_Available data:_
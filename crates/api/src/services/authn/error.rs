//! Authentication error types.

use thiserror::Error;

/// Errors that can occur during login.
///
/// Every credential failure collapses into `Unauthorized`; the specific cause
/// is only logged.
#[derive(Debug, Error, Clone, Copy, PartialEq, Eq)]
pub enum AuthnError {
    /// Invalid credentials (unknown user, wrong password, unusable record).
    #[error("unauthorized")]
    Unauthorized,

    /// The caller cancelled the request.
    #[error("login cancelled")]
    Cancelled,

    /// The request deadline passed.
    #[error("login exceeded its deadline")]
    DeadlineExceeded,
}
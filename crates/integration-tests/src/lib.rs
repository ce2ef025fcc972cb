//! Integration tests for the Orion IAM service.
//!
//! # Running Tests
//!
//! ```bash
//! cargo test -p orion-integration-tests
//! ```
//!
//! Everything runs in-process against [`MemoryBackend`]; no Redis is needed.
//!
//! # Test Categories
//!
//! - `identity_lifecycle` - User create/read/update/delete through the facade
//! - `login_flow` - Password login and the uniform failure signal
//! - `shutdown` - Concurrent resource teardown
//! - `http_routes` - Status codes and bodies for every route

use std::sync::Arc;
use std::time::Duration;

use axum::Router;
use axum::body::{Body, to_bytes};
use axum::http::{HeaderMap, Method, Request, StatusCode};
use orion_api::config::{ApiConfig, RedisConfig, StoreKind};
use orion_api::connect::Services;
use orion_api::db::MemoryBackend;
use orion_api::services::Handlers;
use orion_api::services::hasher::Argon2Hasher;
use orion_api::state::AppState;
use tower::ServiceExt;
use url::Url;

/// SSO confirmation URL every test app redirects to.
pub const SSO_CONFIRM_URL: &str = "https://sso.example.test/confirm";

/// Configuration for an in-memory test instance.
///
/// # Panics
///
/// Never in practice; the literals are valid.
#[must_use]
#[allow(clippy::unwrap_used)]
pub fn test_config() -> ApiConfig {
    ApiConfig {
        host: "127.0.0.1".parse().unwrap(),
        port: 0,
        store: StoreKind::Memory,
        redis: RedisConfig {
            host: "localhost".to_string(),
            port: 6379,
            db: 0,
            password: None,
        },
        sso_confirm_url: Url::parse(SSO_CONFIRM_URL).unwrap(),
        request_timeout: Duration::from_secs(5),
        sentry_dsn: None,
        sentry_environment: None,
    }
}

/// Services over a fresh in-memory backend, with the cheapest Argon2
/// parameters so tests stay fast.
///
/// # Panics
///
/// Never in practice; the hasher parameters are in range.
#[must_use]
#[allow(clippy::unwrap_used)]
pub fn test_services() -> (Services, Arc<MemoryBackend>) {
    let backend = Arc::new(MemoryBackend::new());
    let hasher = Arc::new(Argon2Hasher::with_params(8, 1, 1).unwrap());
    let services = Services::with_backend(Arc::clone(&backend), hasher, &test_config());
    (services, backend)
}

/// A router over fresh services, plus the handles tests poke at directly.
pub struct TestApp {
    pub router: Router,
    pub handlers: Handlers,
    pub backend: Arc<MemoryBackend>,
    pub services: Services,
}

impl TestApp {
    /// Build a new app over an empty in-memory store.
    #[must_use]
    pub fn new() -> Self {
        let (services, backend) = test_services();
        let handlers = services.handlers().clone();
        let router = orion_api::app(AppState::new(test_config(), handlers.clone()));
        Self {
            router,
            handlers,
            backend,
            services,
        }
    }

    /// Send one request through the router.
    ///
    /// # Panics
    ///
    /// If the request cannot be built or the body cannot be read.
    #[allow(clippy::unwrap_used)]
    pub async fn send(&self, method: Method, uri: &str, body: Option<&str>) -> TestResponse {
        let mut builder = Request::builder().method(method).uri(uri);
        if body.is_some() {
            builder = builder.header("content-type", "application/json");
        }
        let request = builder
            .body(body.map_or_else(Body::empty, |b| Body::from(b.to_owned())))
            .unwrap();

        let response = self.router.clone().oneshot(request).await.unwrap();
        let status = response.status();
        let headers = response.headers().clone();
        let bytes = to_bytes(response.into_body(), usize::MAX).await.unwrap();

        TestResponse {
            status,
            headers,
            body: String::from_utf8(bytes.to_vec()).unwrap(),
        }
    }
}

impl Default for TestApp {
    fn default() -> Self {
        Self::new()
    }
}

/// A fully-read response.
#[derive(Debug)]
pub struct TestResponse {
    pub status: StatusCode,
    pub headers: HeaderMap,
    pub body: String,
}

impl TestResponse {
    /// Parse the body as JSON.
    ///
    /// # Panics
    ///
    /// If the body is not valid JSON.
    #[must_use]
    #[allow(clippy::unwrap_used)]
    pub fn json(&self) -> serde_json::Value {
        serde_json::from_str(&self.body).unwrap()
    }
}
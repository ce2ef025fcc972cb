//! Health check route handlers.

use axum::{Json, extract::State};
use serde::Serialize;

use crate::context::RequestContext;
use crate::error::Result;
use crate::services::HealthOperations;
use crate::state::AppState;

/// Health check response body.
#[derive(Debug, Serialize)]
pub struct HealthStatus {
    pub status: &'static str,
}

/// `GET /v1/health/alive`
pub async fn alive(
    State(state): State<AppState>,
    ctx: RequestContext,
) -> Result<Json<HealthStatus>> {
    state.handlers().alive(&ctx).await?;
    Ok(Json(HealthStatus { status: "alive" }))
}

/// `GET /v1/health/ready`
pub async fn ready(
    State(state): State<AppState>,
    ctx: RequestContext,
) -> Result<Json<HealthStatus>> {
    state.handlers().ready(&ctx).await?;
    Ok(Json(HealthStatus { status: "ready" }))
}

_Problem description:_ Every line of the data above is to be repeated exactly.

_Problem solution:_
filename crates/api/src/services/authn/error.rs
//! Authentication error types.

use thiserror::Error;

/// Errors that can occur during login.
///
/// Every credential failure collapses into `Unauthorized`; the specific cause
/// is only logged.
#[derive(Debug, Error, Clone, Copy, PartialEq, Eq)]
pub enum AuthnError {
    /// Invalid credentials (unknown user, wrong password, unusable record).
    #[error("unauthorized")]
    Unauthorized,

    /// The caller cancelled the request.
    #[error("login cancelled")]
    Cancelled,

    /// The request deadline passed.
    #[error("login exceeded its deadline")]
    DeadlineExceeded,
}
filename crates/integration-tests/src/lib.rs
repository ce2ef025fcc972cb
//! Integration tests for the Orion IAM service.
//!
//! # Running Tests
//!
//! ```bash
//! cargo test -p orion-integration-tests
//! ```
//!
//! Everything runs in-process against [`MemoryBackend`]; no Redis is needed.
//!
//! # Test Categories
//!
//! - `identity_lifecycle` - User create/read/update/delete through the facade
//! - `login_flow` - Password login and the uniform failure signal
//! - `shutdown` - Concurrent resource teardown
//! - `http_routes` - Status codes and bodies for every route

use std::sync::Arc;
use std::time::Duration;

use axum::Router;
use axum::body::{Body, to_bytes};
use axum::http::{HeaderMap, Method, Request, StatusCode};
use orion_api::config::{ApiConfig, RedisConfig, StoreKind};
use orion_api::connect::Services;
use orion_api::db::MemoryBackend;
use orion_api::services::Handlers;
use orion_api::services::hasher::Argon2Hasher;
use orion_api::state::AppState;
use tower::ServiceExt;
use url::Url;

/// SSO confirmation URL every test app redirects to.
pub const SSO_CONFIRM_URL: &str = "https://sso.example.test/confirm";

/// Configuration for an in-memory test instance.
///
/// # Panics
///
/// Never in practice; the literals are valid.
#[must_use]
#[allow(clippy::unwrap_used)]
pub fn test_config() -> ApiConfig {
    ApiConfig {
        host: "127.0.0.1".parse().unwrap(),
        port: 0,
        store: StoreKind::Memory,
        redis: RedisConfig {
            host: "localhost".to_string(),
            port: 6379,
            db: 0,
            password: None,
        },
        sso_confirm_url: Url::parse(SSO_CONFIRM_URL).unwrap(),
        request_timeout: Duration::from_secs(5),
        sentry_dsn: None,
        sentry_environment: None,
    }
}

/// Services over a fresh in-memory backend, with the cheapest Argon2
/// parameters so tests stay fast.
///
/// # Panics
///
/// Never in practice; the hasher parameters are in range.
#[must_use]
#[allow(clippy::unwrap_used)]
pub fn test_services() -> (Services, Arc<MemoryBackend>) {
    let backend = Arc::new(MemoryBackend::new());
    let hasher = Arc::new(Argon2Hasher::with_params(8, 1, 1).unwrap());
    let services = Services::with_backend(Arc::clone(&backend), hasher, &test_config());
    (services, backend)
}

/// A router over fresh services, plus the handles tests poke at directly.
pub struct TestApp {
    pub router: Router,
    pub handlers: Handlers,
    pub backend: Arc<MemoryBackend>,
    pub services: Services,
}

impl TestApp {
    /// Build a new app over an empty in-memory store.
    #[must_use]
    pub fn new() -> Self {
        let (services, backend) = test_services();
        let handlers = services.handlers().clone();
        let router = orion_api::app(AppState::new(test_config(), handlers.clone()));
        Self {
            router,
            handlers,
            backend,
            services,
        }
    }

    /// Send one request through the router.
    ///
    /// # Panics
    ///
    /// If the request cannot be built or the body cannot be read.
    #[allow(clippy::unwrap_used)]
    pub async fn send(&self, method: Method, uri: &str, body: Option<&str>) -> TestResponse {
        let mut builder = Request::builder().method(method).uri(uri);
        if body.is_some() {
            builder = builder.header("content-type", "application/json");
        }
        let request = builder
            .body(body.map_or_else(Body::empty, |b| Body::from(b.to_owned())))
            .unwrap();

        let response = self.router.clone().oneshot(request).await.unwrap();
        let status = response.status();
        let headers = response.headers().clone();
        let bytes = to_bytes(response.into_body(), usize::MAX).await.unwrap();

        TestResponse {
            status,
            headers,
            body: String::from_utf8(bytes.to_vec()).unwrap(),
        }
    }
}

impl Default for TestApp {
    fn default() -> Self {
        Self::new()
    }
}

/// A fully-read response.
#[derive(Debug)]
pub struct TestResponse {
    pub status: StatusCode,
    pub headers: HeaderMap,
    pub body: String,
}

impl TestResponse {
    /// Parse the body as JSON.
    ///
    /// # Panics
    ///
    /// If the body is not valid JSON.
    #[must_use]
    #[allow(clippy::unwrap_used)]
    pub fn json(&self) -> serde_json::Value {
        serde_json::from_str(&self.body).unwrap()
    }
}
repository ce2ef025fcc972cb
//! Health check route handlers.

use axum::{Json, extract::State};
use serde::Serialize;

use crate::context::RequestContext;
use crate::error::Result;
use crate::services::HealthOperations;
use crate::state::AppState;

/// Health check response body.
#[derive(Debug, Serialize)]
pub struct HealthStatus {
    pub status: &'static str,
}

/// `GET /v1/health/alive`
pub async fn alive(
    State(state): State<AppState>,
    ctx: RequestContext,
) -> Result<Json<HealthStatus>> {
    state.handlers().alive(&ctx).await?;
    Ok(Json(HealthStatus { status: "alive" }))
}

/// `GET /v1/health/ready`
pub async fn ready(
    State(state): State<AppState>,
    ctx: RequestContext,
) -> Result<Json<HealthStatus>> {
    state.handlers().ready(&ctx).await?;
    Ok(Json(HealthStatus { status: "ready" }))
}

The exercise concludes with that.